— TASK GOAL —
Return the full set of records, matching them character for character.

— Stored data —

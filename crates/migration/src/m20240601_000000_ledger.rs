//! Ledger schema.
//!
//! - `accounts`: balances, stored as two-decimal strings, with an optimistic
//!   `version`
//! - `ledger_entries`: posted transactions and expenses
//! - `future_payments`: scheduled, optionally rolling, payments

use sea_orm_migration::prelude::*;

#[derive(DeriveMigrationName)]
pub struct Migration;

#[derive(Iden)]
enum Accounts {
    Table,
    Id,
    ClientId,
    Name,
    CurrencyId,
    Kind,
    Balance,
    Version,
    CreatedAt,
}

#[derive(Iden)]
enum LedgerEntries {
    Table,
    Id,
    ClientId,
    AccountId,
    EntryKind,
    Name,
    IsIncome,
    Amount,
    CurrencyId,
    Category,
    Remarks,
    ExecutedAt,
}

#[derive(Iden)]
enum FuturePayments {
    Table,
    Id,
    ClientId,
    AccountId,
    Name,
    Amount,
    IsIncome,
    IsRolling,
    FrequencySecs,
    CurrencyId,
    ScheduledAt,
    Remarks,
}

#[async_trait::async_trait]
impl MigrationTrait for Migration {
    async fn up(&self, manager: &SchemaManager) -> Result<(), DbErr> {
        manager
            .create_table(
                Table::create()
                    .table(Accounts::Table)
                    .if_not_exists()
                    .col(
                        ColumnDef::new(Accounts::Id)
                            .string()
                            .not_null()
                            .primary_key(),
                    )
                    .col(ColumnDef::new(Accounts::ClientId).string().not_null())
                    .col(ColumnDef::new(Accounts::Name).string().not_null())
                    .col(ColumnDef::new(Accounts::CurrencyId).string().not_null())
                    .col(ColumnDef::new(Accounts::Kind).string().not_null())
                    .col(
                        ColumnDef::new(Accounts::Balance)
                            .string()
                            .not_null()
                            .default("0.00"),
                    )
                    .col(
                        ColumnDef::new(Accounts::Version)
                            .big_integer()
                            .not_null()
                            .default(0),
                    )
                    .col(ColumnDef::new(Accounts::CreatedAt).timestamp().not_null())
                    .to_owned(),
            )
            .await?;

        manager
            .create_index(
                Index::create()
                    .name("idx-accounts-client_id-name-unique")
                    .table(Accounts::Table)
                    .col(Accounts::ClientId)
                    .col(Accounts::Name)
                    .unique()
                    .to_owned(),
            )
            .await?;

        manager
            .create_table(
                Table::create()
                    .table(LedgerEntries::Table)
                    .if_not_exists()
                    .col(
                        ColumnDef::new(LedgerEntries::Id)
                            .string()
                            .not_null()
                            .primary_key(),
                    )
                    .col(ColumnDef::new(LedgerEntries::ClientId).string().not_null())
                    .col(ColumnDef::new(LedgerEntries::AccountId).string())
                    .col(ColumnDef::new(LedgerEntries::EntryKind).string().not_null())
                    .col(ColumnDef::new(LedgerEntries::Name).string())
                    .col(ColumnDef::new(LedgerEntries::IsIncome).boolean().not_null())
                    .col(ColumnDef::new(LedgerEntries::Amount).string().not_null())
                    .col(ColumnDef::new(LedgerEntries::CurrencyId).string().not_null())
                    .col(ColumnDef::new(LedgerEntries::Category).string().not_null())
                    .col(ColumnDef::new(LedgerEntries::Remarks).string())
                    .col(
                        ColumnDef::new(LedgerEntries::ExecutedAt)
                            .timestamp()
                            .not_null(),
                    )
                    .foreign_key(
                        ForeignKey::create()
                            .name("fk-ledger_entries-account_id")
                            .from(LedgerEntries::Table, LedgerEntries::AccountId)
                            .to(Accounts::Table, Accounts::Id)
                            .on_delete(ForeignKeyAction::SetNull),
                    )
                    .to_owned(),
            )
            .await?;

        manager
            .create_index(
                Index::create()
                    .name("idx-ledger_entries-client_id-kind-executed_at")
                    .table(LedgerEntries::Table)
                    .col(LedgerEntries::ClientId)
                    .col(LedgerEntries::EntryKind)
                    .col(LedgerEntries::ExecutedAt)
                    .to_owned(),
            )
            .await?;

        manager
            .create_table(
                Table::create()
                    .table(FuturePayments::Table)
                    .if_not_exists()
                    .col(
                        ColumnDef::new(FuturePayments::Id)
                            .string()
                            .not_null()
                            .primary_key(),
                    )
                    .col(ColumnDef::new(FuturePayments::ClientId).string().not_null())
                    .col(ColumnDef::new(FuturePayments::AccountId).string().not_null())
                    .col(ColumnDef::new(FuturePayments::Name).string().not_null())
                    .col(ColumnDef::new(FuturePayments::Amount).string().not_null())
                    .col(ColumnDef::new(FuturePayments::IsIncome).boolean().not_null())
                    .col(ColumnDef::new(FuturePayments::IsRolling).boolean().not_null())
                    .col(ColumnDef::new(FuturePayments::FrequencySecs).big_integer())
                    .col(ColumnDef::new(FuturePayments::CurrencyId).string().not_null())
                    .col(
                        ColumnDef::new(FuturePayments::ScheduledAt)
                            .timestamp()
                            .not_null(),
                    )
                    .col(ColumnDef::new(FuturePayments::Remarks).string())
                    .foreign_key(
                        ForeignKey::create()
                            .name("fk-future_payments-account_id")
                            .from(FuturePayments::Table, FuturePayments::AccountId)
                            .to(Accounts::Table, Accounts::Id)
                            .on_delete(ForeignKeyAction::Cascade),
                    )
                    .to_owned(),
            )
            .await?;

        manager
            .create_index(
                Index::create()
                    .name("idx-future_payments-scheduled_at")
                    .table(FuturePayments::Table)
                    .col(FuturePayments::ScheduledAt)
                    .to_owned(),
            )
            .await?;

        Ok(())
    }

    async fn down(&self, manager: &SchemaManager) -> Result<(), DbErr> {
        manager
            .drop_table(Table::drop().table(FuturePayments::Table).to_owned())
            .await?;
        manager
            .drop_table(Table::drop().table(LedgerEntries::Table).to_owned())
            .await?;
        manager
            .drop_table(Table::drop().table(Accounts::Table).to_owned())
            .await?;
        Ok(())
    }
}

— OUTPUT —
filename crates/migration/src/m20240601_000000_ledger.rs
//! Ledger schema.
//!
//! - `accounts`: balances, stored as two-decimal strings, with an optimistic
//!   `version`
//! - `ledger_entries`: posted transactions and expenses
//! - `future_payments`: scheduled, optionally rolling, payments

use sea_orm_migration::prelude::*;

#[derive(DeriveMigrationName)]
pub struct Migration;

#[derive(Iden)]
enum Accounts {
    Table,
    Id,
    ClientId,
    Name,
    CurrencyId,
    Kind,
    Balance,
    Version,
    CreatedAt,
}

#[derive(Iden)]
enum LedgerEntries {
    Table,
    Id,
    ClientId,
    AccountId,
    EntryKind,
    Name,
    IsIncome,
    Amount,
    CurrencyId,
    Category,
    Remarks,
    ExecutedAt,
}

#[derive(Iden)]
enum FuturePayments {
    Table,
    Id,
    ClientId,
    AccountId,
    Name,
    Amount,
    IsIncome,
    IsRolling,
    FrequencySecs,
    CurrencyId,
    ScheduledAt,
    Remarks,
}

#[async_trait::async_trait]
impl MigrationTrait for Migration {
    async fn up(&self, manager: &SchemaManager) -> Result<(), DbErr> {
        manager
            .create_table(
                Table::create()
                    .table(Accounts::Table)
                    .if_not_exists()
                    .col(
                        ColumnDef::new(Accounts::Id)
                            .string()
                            .not_null()
                            .primary_key(),
                    )
                    .col(ColumnDef::new(Accounts::ClientId).string().not_null())
                    .col(ColumnDef::new(Accounts::Name).string().not_null())
                    .col(ColumnDef::new(Accounts::CurrencyId).string().not_null())
                    .col(ColumnDef::new(Accounts::Kind).string().not_null())
                    .col(
                        ColumnDef::new(Accounts::Balance)
                            .string()
                            .not_null()
                            .default("0.00"),
                    )
                    .col(
                        ColumnDef::new(Accounts::Version)
                            .big_integer()
                            .not_null()
                            .default(0),
                    )
                    .col(ColumnDef::new(Accounts::CreatedAt).timestamp().not_null())
                    .to_owned(),
            )
            .await?;

        manager
            .create_index(
                Index::create()
                    .name("idx-accounts-client_id-name-unique")
                    .table(Accounts::Table)
                    .col(Accounts::ClientId)
                    .col(Accounts::Name)
                    .unique()
                    .to_owned(),
            )
            .await?;

        manager
            .create_table(
                Table::create()
                    .table(LedgerEntries::Table)
                    .if_not_exists()
                    .col(
                        ColumnDef::new(LedgerEntries::Id)
                            .string()
                            .not_null()
                            .primary_key(),
                    )
                    .col(ColumnDef::new(LedgerEntries::ClientId).string().not_null())
                    .col(ColumnDef::new(LedgerEntries::AccountId).string())
                    .col(ColumnDef::new(LedgerEntries::EntryKind).string().not_null())
                    .col(ColumnDef::new(LedgerEntries::Name).string())
                    .col(ColumnDef::new(LedgerEntries::IsIncome).boolean().not_null())
                    .col(ColumnDef::new(LedgerEntries::Amount).string().not_null())
                    .col(ColumnDef::new(LedgerEntries::CurrencyId).string().not_null())
                    .col(ColumnDef::new(LedgerEntries::Category).string().not_null())
                    .col(ColumnDef::new(LedgerEntries::Remarks).string())
                    .col(
                        ColumnDef::new(LedgerEntries::ExecutedAt)
                            .timestamp()
                            .not_null(),
                    )
                    .foreign_key(
                        ForeignKey::create()
                            .name("fk-ledger_entries-account_id")
                            .from(LedgerEntries::Table, LedgerEntries::AccountId)
                            .to(Accounts::Table, Accounts::Id)
                            .on_delete(ForeignKeyAction::SetNull),
                    )
                    .to_owned(),
            )
            .await?;

        manager
            .create_index(
                Index::create()
                    .name("idx-ledger_entries-client_id-kind-executed_at")
                    .table(LedgerEntries::Table)
                    .col(LedgerEntries::ClientId)
                    .col(LedgerEntries::EntryKind)
                    .col(LedgerEntries::ExecutedAt)
                    .to_owned(),
            )
            .await?;

        manager
            .create_table(
                Table::create()
                    .table(FuturePayments::Table)
                    .if_not_exists()
                    .col(
                        ColumnDef::new(FuturePayments::Id)
                            .string()
                            .not_null()
                            .primary_key(),
                    )
                    .col(ColumnDef::new(FuturePayments::ClientId).string().not_null())
                    .col(ColumnDef::new(FuturePayments::AccountId).string().not_null())
                    .col(ColumnDef::new(FuturePayments::Name).string().not_null())
                    .col(ColumnDef::new(FuturePayments::Amount).string().not_null())
                    .col(ColumnDef::new(FuturePayments::IsIncome).boolean().not_null())
                    .col(ColumnDef::new(FuturePayments::IsRolling).boolean().not_null())
                    .col(ColumnDef::new(FuturePayments::FrequencySecs).big_integer())
                    .col(ColumnDef::new(FuturePayments::CurrencyId).string().not_null())
                    .col(
                        ColumnDef::new(FuturePayments::ScheduledAt)
                            .timestamp()
                            .not_null(),
                    )
                    .col(ColumnDef::new(FuturePayments::Remarks).string())
                    .foreign_key(
                        ForeignKey::create()
                            .name("fk-future_payments-account_id")
                            .from(FuturePayments::Table, FuturePayments::AccountId)
                            .to(Accounts::Table, Accounts::Id)
                            .on_delete(ForeignKeyAction::Cascade),
                    )
                    .to_owned(),
            )
            .await?;

        manager
            .create_index(
                Index::create()
                    .name("idx-future_payments-scheduled_at")
                    .table(FuturePayments::Table)
                    .col(FuturePayments::ScheduledAt)
                    .to_owned(),
            )
            .await?;

        Ok(())
    }

    async fn down(&self, manager: &SchemaManager) -> Result<(), DbErr> {
        manager
            .drop_table(Table::drop().table(FuturePayments::Table).to_owned())
            .await?;
        manager
            .drop_table(Table::drop().table(LedgerEntries::Table).to_owned())
            .await?;
        manager
            .drop_table(Table::drop().table(Accounts::Table).to_owned())
            .await?;
        Ok(())
    }
}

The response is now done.